[Items from a dataset]
*** Begin section ***

#[cfg(test)]
mod tests {
    use super::*;
    use std::io::Write;

    #[test]
    fn test_default_settings() {
        let settings = Settings::default();
        assert_eq!(settings.server.port, 8080);
        assert_eq!(settings.dialogue.post_speech_grace_ms, 800);
        assert_eq!(settings.dialogue.duplicate_window_ms, 1500);
        assert!(settings.validate().is_ok());
    }

    #[test]
    fn test_dialogue_validation() {
        let mut settings = Settings::default();
        settings.dialogue.speech_min_ms = 20_000;
        assert!(settings.validate().is_err());

        settings.dialogue.speech_min_ms = 1000;
        settings.dialogue.max_confirmation_reprompts = 0;
        assert!(settings.validate().is_err());
    }

    #[test]
    fn test_strict_env_requires_call_control() {
        let mut settings = Settings::default();
        settings.environment = RuntimeEnvironment::Production;
        assert!(matches!(
            settings.validate(),
            Err(ConfigError::MissingField(_))
        ));

        settings.telephony.call_control_url = Some("https://carrier.example/api".to_string());
        assert!(settings.validate().is_ok());
    }

    #[test]
    fn test_speech_estimate_is_clamped() {
        let d = DialogueConfig::default();
        assert_eq!(d.estimate_speech("Hi"), Duration::from_millis(d.speech_min_ms));
        let long = "a".repeat(10_000);
        assert_eq!(d.estimate_speech(&long), Duration::from_millis(d.speech_max_ms));
        let mid = "a".repeat(100);
        assert_eq!(d.estimate_speech(&mid), Duration::from_millis(6500));
    }

    #[test]
    fn test_load_from_file() {
        let dir = tempfile::tempdir().unwrap();
        let path = dir.path().join("default.json");
        let mut file = std::fs::File::create(&path).unwrap();
        writeln!(
            file,
            r#"{{"server": {{"port": 9000}}, "dialogue": {{"post_speech_grace_ms": 600}}}}"#
        )
        .unwrap();

        let settings = load_settings_from(dir.path().to_str().unwrap(), None).unwrap();
        assert_eq!(settings.server.port, 9000);
        assert_eq!(settings.dialogue.post_speech_grace_ms, 600);
        assert_eq!(settings.dialogue.duplicate_window_ms, 1500);
    }
}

*** End section ***

TO DO:
Every entry should be given again exactly as written.

TASK RESPONSE:
#[cfg(test)]
mod tests {
    use super::*;
    use std::io::Write;

    #[test]
    fn test_default_settings() {
        let settings = Settings::default();
        assert_eq!(settings.server.port, 8080);
        assert_eq!(settings.dialogue.post_speech_grace_ms, 800);
        assert_eq!(settings.dialogue.duplicate_window_ms, 1500);
        assert!(settings.validate().is_ok());
    }

    #[test]
    fn test_dialogue_validation() {
        let mut settings = Settings::default();
        settings.dialogue.speech_min_ms = 20_000;
        assert!(settings.validate().is_err());

        settings.dialogue.speech_min_ms = 1000;
        settings.dialogue.max_confirmation_reprompts = 0;
        assert!(settings.validate().is_err());
    }

    #[test]
    fn test_strict_env_requires_call_control() {
        let mut settings = Settings::default();
        settings.environment = RuntimeEnvironment::Production;
        assert!(matches!(
            settings.validate(),
            Err(ConfigError::MissingField(_))
        ));

        settings.telephony.call_control_url = Some("https://carrier.example/api".to_string());
        assert!(settings.validate().is_ok());
    }

    #[test]
    fn test_speech_estimate_is_clamped() {
        let d = DialogueConfig::default();
        assert_eq!(d.estimate_speech("Hi"), Duration::from_millis(d.speech_min_ms));
        let long = "a".repeat(10_000);
        assert_eq!(d.estimate_speech(&long), Duration::from_millis(d.speech_max_ms));
        let mid = "a".repeat(100);
        assert_eq!(d.estimate_speech(&mid), Duration::from_millis(6500));
    }

    #[test]
    fn test_load_from_file() {
        let dir = tempfile::tempdir().unwrap();
        let path = dir.path().join("default.json");
        let mut file = std::fs::File::create(&path).unwrap();
        writeln!(
            file,
            r#"{{"server": {{"port": 9000}}, "dialogue": {{"post_speech_grace_ms": 600}}}}"#
        )
        .unwrap();

        let settings = load_settings_from(dir.path().to_str().unwrap(), None).unwrap();
        assert_eq!(settings.server.port, 9000);
        assert_eq!(settings.dialogue.post_speech_grace_ms, 600);
        assert_eq!(settings.dialogue.duplicate_window_ms, 1500);
    }
}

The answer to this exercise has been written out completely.